La France est confrontée à une recrudescence inquiétante de la violence liée au narcotrafic, touchant des villes comme Nantes, Nice et Lyon. Le premier trimestre 2026 a enregistré 90 assassinats et tentatives d’assassinat, témoignant d’une guerre des gangs de plus en plus sanglante. Ce phénomène a récemment coûté la vie à six personnes en seulement quatre jours.

À Nice, une fusillade perpétrée par un tireur à trottinette dans le quartier des Moulins a causé la mort de deux personnes et blessé six autres. Peu après, à Nantes, une nouvelle fusillade dans la cité Port-Boyer a entraîné le décès d’un adolescent de 15 ans, probablement une victime collatérale, et blessé deux jeunes de 13 et 14 ans. Les tireurs, encagoulés et circulant à deux-roues, ont fait irruption en plein jour, ouvrant un feu nourri. L’adolescent décédé a été abattu dans le hall d’un immeuble servant de point de deal, et l’un des blessés a dû se réfugier au 13e étage d’un appartement pour échapper à ses agresseurs.

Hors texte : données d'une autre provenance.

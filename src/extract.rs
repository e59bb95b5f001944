use crate::entry::{EntryHeader, EntryType, FieldKey};
use crate::error::{LinaError, Result};
use crate::utils::{self, RelPathSet};
use indicatif::ProgressBar;
use std::fs::{self, File};
use std::io::{self, BufWriter, Read, Seek, SeekFrom, Write};
use std::path::{Path, PathBuf};
use std::time::{Duration, UNIX_EPOCH};
use tracing::{debug, warn};

pub struct ArchiveReader<R: Read> {
    inner: R,
    pending: Vec<(FieldKey, u64)>,
}

impl<R: Read> ArchiveReader<R> {
    pub fn new(inner: R) -> Self {
        Self {
            inner,
            pending: Vec::new(),
        }
    }

    // Unread payloads of the previous entry are skipped first.
    pub fn next_header(&mut self) -> Result<Option<EntryHeader>> {
        self.skip_data()?;
        let header = match EntryHeader::read_from(&mut self.inner)? {
            Some(header) => header,
            None => return Ok(None),
        };
        let kind = header.entry_type()?;
        let path = header.path()?;
        if path.is_empty() && kind != EntryType::Directory {
            return Err(LinaError::InvalidArchive(
                "only the root directory may have an empty path".into(),
            ));
        }
        if kind == EntryType::Symlink && header.link_target().is_none() {
            return Err(LinaError::InvalidArchive(format!(
                "symlink without target: {path}"
            )));
        }
        header.blob_total()?;
        self.pending = header.blobs().collect();
        Ok(Some(header))
    }

    pub fn copy_data<W: Write>(&mut self, out: &mut W, pb: Option<&ProgressBar>) -> Result<u64> {
        let pending = std::mem::take(&mut self.pending);
        let mut copied = 0u64;
        for (key, size) in pending {
            if key == FieldKey::DAT {
                copy_blob(&mut self.inner, out, size, pb)?;
                copied += size;
            } else {
                copy_blob(&mut self.inner, &mut io::sink(), size, None)?;
            }
        }
        Ok(copied)
    }

    pub fn skip_data(&mut self) -> Result<()> {
        self.copy_data(&mut io::sink(), None).map(|_| ())
    }
}

fn copy_blob<R: Read, W: Write>(
    reader: &mut R,
    out: &mut W,
    size: u64,
    pb: Option<&ProgressBar>,
) -> Result<()> {
    utils::copy_exact(reader, out, size, pb).map_err(|err| {
        if err.kind() == io::ErrorKind::UnexpectedEof {
            LinaError::InvalidArchive("truncated entry data".into())
        } else {
            LinaError::Io(err)
        }
    })
}

#[derive(Debug, Clone, PartialEq, Eq)]
pub struct EntryInfo {
    pub path: String,
    pub kind: EntryType,
    pub size: u64,
    pub mode: Option<u32>,
    pub modified: Option<u64>,
    pub link_target: Option<String>,
}

impl EntryInfo {
    fn from_header(header: &EntryHeader) -> Result<Self> {
        Ok(Self {
            path: header.path()?.to_string(),
            kind: header.entry_type()?,
            size: header.data_size(),
            mode: header.mode(),
            modified: header.modified().map(|(secs, _)| secs),
            link_target: header.link_target().map(str::to_string),
        })
    }
}

pub fn read_entries<R: Read>(reader: R) -> Result<Vec<EntryInfo>> {
    let mut archive = ArchiveReader::new(reader);
    let mut seen = RelPathSet::default();
    let mut entries = Vec::new();
    while let Some(header) = archive.next_header()? {
        let info = EntryInfo::from_header(&header)?;
        if !info.path.is_empty() {
            seen.insert(&info.path, info.kind == EntryType::Directory)?;
        }
        entries.push(info);
    }
    if entries.is_empty() {
        return Err(LinaError::InvalidArchive("archive contains no entries".into()));
    }
    Ok(entries)
}

#[derive(Debug, Default, Clone, Copy, PartialEq, Eq)]
pub struct ExtractSummary {
    pub files: usize,
    pub directories: usize,
    pub symlinks: usize,
    pub bytes: u64,
}

// Two passes: every path is validated before anything is written.
pub fn extract_archive<R: Read + Seek>(
    mut reader: R,
    out_dir: &Path,
    pb: Option<&ProgressBar>,
) -> Result<ExtractSummary> {
    let start = reader.stream_position()?;
    let entries = read_entries(&mut reader)?;
    reader.seek(SeekFrom::Start(start))?;
    debug!(entries = entries.len(), out = %out_dir.display(), "extracting archive");

    let created_root = !out_dir.exists();
    on_disk(out_dir, fs::create_dir_all(out_dir))?;
    let mut summary = ExtractSummary::default();
    let mut dir_modes: Vec<(PathBuf, u32)> = Vec::new();
    let mut archive = ArchiveReader::new(reader);

    while let Some(header) = archive.next_header()? {
        let kind = header.entry_type()?;
        let rel = header.path()?;
        let out_path = if rel.is_empty() {
            out_dir.to_path_buf()
        } else {
            out_dir.join(utils::sanitize_rel_path(rel)?)
        };

        match kind {
            EntryType::Directory => {
                if !rel.is_empty() {
                    ensure_directory_path(&out_path)?;
                }
                on_disk(&out_path, fs::create_dir_all(&out_path))?;
                // The root entry only sets the mode of a directory created here.
                if let Some(mode) = header.mode().filter(|_| !rel.is_empty() || created_root) {
                    dir_modes.push((out_path, mode));
                }
                summary.directories += 1;
            }
            EntryType::File => {
                prepare_parent(&out_path)?;
                remove_existing_path(&out_path)?;
                let file = on_disk(&out_path, File::create(&out_path))?;
                let mut writer = BufWriter::new(file);
                let copied = archive.copy_data(&mut writer, pb).map_err(|err| match err {
                    LinaError::Io(io_err) => {
                        LinaError::ExtractionFailed(format!("{}: {io_err}", out_path.display()))
                    }
                    other => other,
                })?;
                let file = writer
                    .into_inner()
                    .map_err(|e| extraction_error(&out_path, e.into_error()))?;
                if let Some((secs, nanos)) = header.modified() {
                    if let Some(time) = UNIX_EPOCH.checked_add(Duration::new(secs, nanos)) {
                        if let Err(err) = file.set_modified(time) {
                            warn!(path = %out_path.display(), %err, "could not restore mtime");
                        }
                    }
                }
                drop(file);
                if let Some(mode) = header.mode() {
                    apply_mode(&out_path, mode);
                }
                summary.files += 1;
                summary.bytes += copied;
            }
            EntryType::Symlink => {
                let target = header.link_target().unwrap_or_default();
                prepare_parent(&out_path)?;
                remove_existing_path(&out_path)?;
                if create_symlink(target, &out_path)? {
                    summary.symlinks += 1;
                }
            }
        }
    }

    // Children first, so read-only directories do not block their contents.
    for (path, mode) in dir_modes.iter().rev() {
        apply_mode(path, *mode);
    }
    Ok(summary)
}

fn prepare_parent(path: &Path) -> Result<()> {
    if let Some(parent) = path.parent() {
        ensure_directory_path(parent)?;
        on_disk(parent, fs::create_dir_all(parent))?;
    }
    Ok(())
}

fn on_disk<T>(path: &Path, result: io::Result<T>) -> Result<T> {
    result.map_err(|err| extraction_error(path, err))
}

fn extraction_error(path: &Path, err: io::Error) -> LinaError {
    LinaError::ExtractionFailed(format!("{}: {err}", path.display()))
}

#[cfg(unix)]
fn apply_mode(path: &Path, mode: u32) {
    use std::os::unix::fs::PermissionsExt;
    if let Err(err) = fs::set_permissions(path, fs::Permissions::from_mode(mode & 0o7777)) {
        warn!(path = %path.display(), %err, "could not restore permissions");
    }
}

#[cfg(not(unix))]
fn apply_mode(_path: &Path, _mode: u32) {}

#[cfg(unix)]
fn create_symlink(target: &str, path: &Path) -> Result<bool> {
    on_disk(path, std::os::unix::fs::symlink(target, path))?;
    Ok(true)
}

#[cfg(not(unix))]
fn create_symlink(target: &str, path: &Path) -> Result<bool> {
    warn!(path = %path.display(), target, "symlinks are not restored on this platform");
    Ok(false)
}

fn remove_existing_path(path: &Path) -> Result<()> {
    let meta = match fs::symlink_metadata(path) {
        Ok(meta) => meta,
        Err(err) if err.kind() == io::ErrorKind::NotFound => return Ok(()),
        Err(err) => return Err(extraction_error(path, err)),
    };

    if meta.is_dir() {
        on_disk(path, fs::remove_dir_all(path))
    } else {
        on_disk(path, fs::remove_file(path))
    }
}

fn ensure_directory_path(path: &Path) -> Result<()> {
    let meta = match fs::symlink_metadata(path) {
        Ok(meta) => meta,
        Err(err) if err.kind() == io::ErrorKind::NotFound => return Ok(()),
        Err(err) => return Err(extraction_error(path, err)),
    };

    if !meta.is_dir() {
        remove_existing_path(path)?;
    }
    Ok(())
}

Cette escalade de la violence pose la question d’une « mexicanisation » de la France, où l’impuissance de l’État face à ce fléau est de plus en plus pointée du doigt. Les procédures judiciaires actuelles sont jugées inadaptées à la gravité de la situation, permettant aux narcotrafiquants de prospérer. La sécurité publique semble reléguée au second plan, malgré les drames quotidiens qui endeuillent les familles et sèment la terreur dans les quartiers. Face à cette situation, des voix s’élèvent pour réclamer une législation plus dure et une réponse étatique plus ferme pour endiguer la propagation de ce mal.